Le Moniteur hospitalier 159, 2003

Rien depuis 6 mois du côté des grands communicants : Raël et ses extra-terrestres se seraient repliés dans leur navette, et Antinori, le gynécamelot n'émet plus. Mais le débat continu, surtout en France où les lois de "bioéthique" qui devaient être révisées en 1999 ont déjà 4 ans de retard. La question litigieuse n'est pas celle du clonage reproductif même si quelques médecins commencent à afficher leur intérêt.
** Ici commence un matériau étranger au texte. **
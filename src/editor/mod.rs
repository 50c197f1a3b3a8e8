//! Editor state: the line buffer, its cursor, and the backing file.

pub mod command;
pub mod insert;

pub use command::{Command, Outcome};
pub use insert::{CancelFlag, LineSource};

use crate::buffer::{Line, LineBuffer, LineId};
use crate::codec;
use crate::error::{Boundary, Result};
use std::fs::{self, File};
use std::io::{self, BufWriter, Write};
use std::path::{Path, PathBuf};
use tracing::{debug, info};

/// In-memory editing state for one file.
///
/// Owns the [`LineBuffer`] exclusively. The buffer's head is the start
/// reference used for listing and writing; `cursor` is the current line.
///
/// # Invariants
///
/// - `cursor` is `None` iff the buffer is empty; otherwise it is a live
///   line reachable from the buffer's head.
#[derive(Debug)]
pub struct EditorState {
    buffer: LineBuffer,
    cursor: Option<LineId>,
    path: PathBuf,
}

impl EditorState {
    /// Load `path` into a fresh editor state.
    ///
    /// A nonexistent path is not an error: an empty file is created and the
    /// buffer starts empty. The cursor starts on the first line.
    ///
    /// # Errors
    ///
    /// Any open or read failure other than file-absent is fatal and
    /// propagated.
    pub fn open<P: Into<PathBuf>>(path: P) -> Result<Self> {
        let path = path.into();
        let raw = match fs::read(&path) {
            Ok(raw) => raw,
            Err(e) if e.kind() == io::ErrorKind::NotFound => {
                File::create(&path)?;
                Vec::new()
            }
            Err(e) => return Err(e.into()),
        };

        let buffer = codec::decode(&raw);
        let cursor = buffer.head();
        info!(path = %path.display(), lines = buffer.len(), "loaded file");
        Ok(Self {
            buffer,
            cursor,
            path,
        })
    }

    /// The backing file path.
    #[must_use]
    pub fn path(&self) -> &Path {
        &self.path
    }

    /// The underlying line buffer.
    #[must_use]
    pub fn buffer(&self) -> &LineBuffer {
        &self.buffer
    }

    /// Current cursor handle, `None` when the buffer is empty.
    #[must_use]
    pub fn cursor(&self) -> Option<LineId> {
        self.cursor
    }

    /// Content of the current line, `None` when the buffer is empty.
    #[must_use]
    pub fn current_line(&self) -> Option<&Line> {
        self.cursor.and_then(|id| self.buffer.line(id))
    }

    /// Move the cursor to the next line.
    ///
    /// # Errors
    ///
    /// [`Boundary::AtEnd`] when there is no successor; the cursor is left
    /// unchanged.
    pub fn advance(&mut self) -> std::result::Result<(), Boundary> {
        self.cursor = Some(self.buffer.advance(self.cursor)?);
        Ok(())
    }

    /// Move the cursor to the previous line.
    ///
    /// # Errors
    ///
    /// [`Boundary::AtStart`] when there is no predecessor; the cursor is
    /// left unchanged.
    pub fn retreat(&mut self) -> std::result::Result<(), Boundary> {
        self.cursor = Some(self.buffer.retreat(self.cursor)?);
        Ok(())
    }

    /// Insert a line after the cursor and move the cursor onto it.
    pub fn insert_after_cursor(&mut self, line: Line) {
        self.cursor = Some(self.buffer.insert_after(self.cursor, line));
    }

    /// Delete the current line, moving the cursor to its successor when one
    /// exists, else its predecessor. A delete on an empty buffer is a no-op.
    pub fn delete_current(&mut self) {
        if let Some(id) = self.cursor {
            self.cursor = self.buffer.remove(id);
        }
    }

    /// Truncate the backing file and rewrite it from the buffer.
    ///
    /// # Errors
    ///
    /// Open and write failures are fatal and propagated.
    pub fn write(&self) -> Result<()> {
        let mut sink = BufWriter::new(File::create(&self.path)?);
        codec::write_to(&self.buffer, &mut sink)?;
        sink.flush()?;
        debug!(path = %self.path.display(), lines = self.buffer.len(), "wrote buffer");
        Ok(())
    }
}

#[cfg(test)]
mod tests {
    use super::*;
    use std::io::Write as _;
    use tempfile::NamedTempFile;

    fn editor_with(content: &[u8]) -> (EditorState, NamedTempFile) {
        let mut file = NamedTempFile::new().unwrap();
        file.write_all(content).unwrap();
        let editor = EditorState::open(file.path()).unwrap();
        (editor, file)
    }

    #[test]
    fn test_open_positions_cursor_on_first_line() {
        let (editor, _file) = editor_with(b"x\ny\n");
        assert_eq!(editor.current_line().unwrap().as_bytes(), b"x");
        assert_eq!(editor.cursor(), editor.buffer().head());
    }

    #[test]
    fn test_open_missing_path_creates_empty_file() {
        let dir = tempfile::tempdir().unwrap();
        let path = dir.path().join("new.txt");
        assert!(!path.exists());

        let editor = EditorState::open(&path).unwrap();
        assert!(path.exists());
        assert!(editor.buffer().is_empty());
        assert_eq!(editor.cursor(), None);
    }

    #[test]
    fn test_advance_and_retreat_move_cursor() {
        let (mut editor, _file) = editor_with(b"x\ny\n");
        editor.advance().unwrap();
        assert_eq!(editor.current_line().unwrap().as_bytes(), b"y");
        editor.retreat().unwrap();
        assert_eq!(editor.current_line().unwrap().as_bytes(), b"x");
    }

    #[test]
    fn test_boundary_leaves_cursor_unchanged() {
        let (mut editor, _file) = editor_with(b"only\n");
        let before = editor.cursor();
        assert_eq!(editor.advance(), Err(Boundary::AtEnd));
        assert_eq!(editor.cursor(), before);
        assert_eq!(editor.retreat(), Err(Boundary::AtStart));
        assert_eq!(editor.cursor(), before);
    }

    #[test]
    fn test_empty_buffer_boundaries() {
        let (mut editor, _file) = editor_with(b"");
        assert_eq!(editor.advance(), Err(Boundary::AtEnd));
        assert_eq!(editor.retreat(), Err(Boundary::AtStart));
    }

    #[test]
    fn test_delete_only_line_empties_buffer() {
        let (mut editor, _file) = editor_with(b"only\n");
        editor.delete_current();
        assert!(editor.buffer().is_empty());
        assert_eq!(editor.cursor(), None);
        assert_eq!(editor.buffer().head(), None);

        // Deleting again is a no-op, not an error.
        editor.delete_current();
        assert_eq!(editor.cursor(), None);
    }

    #[test]
    fn test_insert_moves_cursor_onto_new_line() {
        let (mut editor, _file) = editor_with(b"x\ny\n");
        editor.insert_after_cursor(Line::from_text("mid"));
        assert_eq!(editor.current_line().unwrap().as_bytes(), b"mid");

        let texts: Vec<String> = editor.buffer().iter().map(ToString::to_string).collect();
        assert_eq!(texts, ["x", "mid", "y"]);
    }

    #[test]
    fn test_write_truncates_and_rewrites() {
        let (mut editor, file) = editor_with(b"stale line that is quite long\n");
        editor.delete_current();
        editor.insert_after_cursor(Line::from_text("new"));
        editor.write().unwrap();

        assert_eq!(fs::read(file.path()).unwrap(), b"new\n");
    }

    #[test]
    fn test_write_then_reopen_round_trips() {
        let (mut editor, file) = editor_with(b"a\nb\n");
        editor.advance().unwrap();
        editor.insert_after_cursor(Line::from_text("c"));
        editor.write().unwrap();

        let reloaded = EditorState::open(file.path()).unwrap();
        let texts: Vec<String> = reloaded.buffer().iter().map(ToString::to_string).collect();
        assert_eq!(texts, ["a", "b", "c"]);
    }
}
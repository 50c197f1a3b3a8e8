//! `lined` - minimal line-oriented text editor.
//!
//! # Usage
//!
//! ```bash
//! lined <file>
//! ```
//!
//! One required argument: the file to edit. A nonexistent path is created
//! empty. Commands are single letters entered one line at a time; see the
//! `h` command. Ctrl+C cancels insertion mode.

// Required for libc FFI (SIGINT registration).
#![allow(unsafe_code)]

use lined::{CancelFlag, EditorState, HELP_TEXT, Session};
use std::io;
use std::path::PathBuf;
use std::process::ExitCode;
use std::sync::OnceLock;
use tracing::info;
use tracing_subscriber::EnvFilter;

const USAGE: &str = "usage: lined <file>\n";

/// Clone of the session's cancel flag, reachable from the signal handler.
static SIGINT_FLAG: OnceLock<CancelFlag> = OnceLock::new();

extern "C" fn handle_sigint(_signal: libc::c_int) {
    // Single atomic store; the flag is observed at the insertion loop's
    // check points.
    if let Some(flag) = SIGINT_FLAG.get() {
        flag.raise();
    }
}

/// Register the SIGINT handler.
///
/// SA_RESTART keeps blocking line reads resumable, so an interrupt during
/// a read surfaces as a discarded line rather than a read error.
fn install_sigint_handler() -> io::Result<()> {
    // SAFETY: sigaction FFI with a zeroed struct, an empty signal mask, and
    // a handler that only performs an atomic store.
    unsafe {
        let mut action: libc::sigaction = std::mem::zeroed();
        libc::sigemptyset(&raw mut action.sa_mask);
        action.sa_sigaction = handle_sigint as extern "C" fn(libc::c_int) as usize;
        action.sa_flags = libc::SA_RESTART;
        if libc::sigaction(libc::SIGINT, &raw const action, std::ptr::null_mut()) != 0 {
            return Err(io::Error::last_os_error());
        }
    }
    Ok(())
}

fn main() -> ExitCode {
    tracing_subscriber::fmt()
        .with_env_filter(EnvFilter::from_default_env())
        .with_writer(io::stderr)
        .init();

    let mut args = std::env::args_os().skip(1);
    let (Some(path), None) = (args.next(), args.next()) else {
        eprint!("{USAGE}\n{HELP_TEXT}");
        return ExitCode::FAILURE;
    };
    let path = PathBuf::from(path);

    if let Err(err) = install_sigint_handler() {
        eprintln!("lined: failed to register SIGINT handler: {err}");
        return ExitCode::FAILURE;
    }
    let cancel = CancelFlag::new();
    let _ = SIGINT_FLAG.set(cancel.clone());

    let editor = match EditorState::open(&path) {
        Ok(editor) => editor,
        Err(err) => {
            eprintln!("lined: {}: {err}", path.display());
            return ExitCode::FAILURE;
        }
    };
    info!(path = %path.display(), "session starting");

    let stdin = io::stdin().lock();
    let stdout = io::stdout().lock();
    let mut session = Session::new(editor, stdin, stdout, cancel);
    match session.run() {
        Ok(()) => ExitCode::SUCCESS,
        Err(err) => {
            eprintln!("lined: {err}");
            ExitCode::FAILURE
        }
    }
}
Parmi ses plus fervents opposants, il y a les adeptes de l'autre clonage, dit "thérapeutique", comme si leur ardeur à condamner le fruit du reproductif valait caution pour absoudre la fleur du thérapeutique … De l'un à l'autre, de l'embryon cloné à l'enfant cloné, il n'y a pourtant que le ventre d'une femme porteuse.



C'est seulement chez les rongeurs que de rares essais de clonage thérapeutique ont été réalisés, mais on peine à démontrer la guérison définitive d'animaux malades après greffe de cellules souches ayant le même génome nucléaire. De plus, les promoteurs du clonage thérapeutique font souvent l'impasse sur une étape prévisible de ces traitements : s'agissant de pathologies impliquant un facteur génétique (et toutes les pathologies sont progressivement ainsi définies…) il sera nécessaire de pratiquer la transgenèse afin de restaurer la normalité de ces cellules souches avant leur transfert chez l'hôte. Or, de tels essais, hors clonage, de correction génétique des cellules souches de la moelle osseuse avant auto-transfert chez des enfants souffrant d'un grave déficit immunitaire ont été réalisés. Nul ne conteste le bien-fondé de ces tentatives pour arracher des bébés à la bulle qui les emprisonne mais les graves conséquences observées chez certains enfants révèlent que l'insertion d'un gène "normal" ne restaure pas toujours la normalité puisqu'au moins un enfant en est décédé. Il est ainsi montré que la vie n'est pas un Meccano génétique, et d'autres faits démontrent que le génome n'est pas la seule source de l'identité : dans l'un des très rares essais pour évaluer chez la souris la faisabilité du clonage thérapeutique, associé à la correction génétique de l'embryon cloné, l'équipe de R. Jaenisch (USA) a été surprise d'observer le rejet des greffes malgré la similitude génétique du greffon et de l'hôte (Cell, 109, 2002). S'étonnera t-on que cette difficulté imprévue, publiée depuis plus d'un an (mais il est vrai en quelques lignes noyées au sein de l'article), ne soit jamais évoquée par les demandeurs du clonage thérapeutique ?



Mais il faut aussi rappeler que d'autres pistes existent pour obtenir des tissus immunocompatibles sans passer par le clonage. Outre le recours aux cellules souches pluripotentes présentes chez l'adulte (toute pathologie génétique exigerait alors que ces cellules soient corrigées) il est possible de constituer des lignées cellulaires totipotentes à partir des très nombreux embryons humains déjà conçus par FIV et dont la conservation se poursuit sans que le projet parental soit maintenu. Ces embryons, dits "surnuméraires", sont bien plus nombreux que les 10 à 50 mille lignées de cellules souches humaines qu'il faudrait établir pour disposer d'une banque où tout patient trouverait des tissus compatibles.
Ces quelques remarques soulignent que l'exigence, aujourd'hui, du clonage thérapeutique humain anticipe les connaissances (recherches chez l'animal, y compris les primates) et prend d'abondantes libertés avec la logique stratégique en minorant des solutions éthiquement mieux appropriées.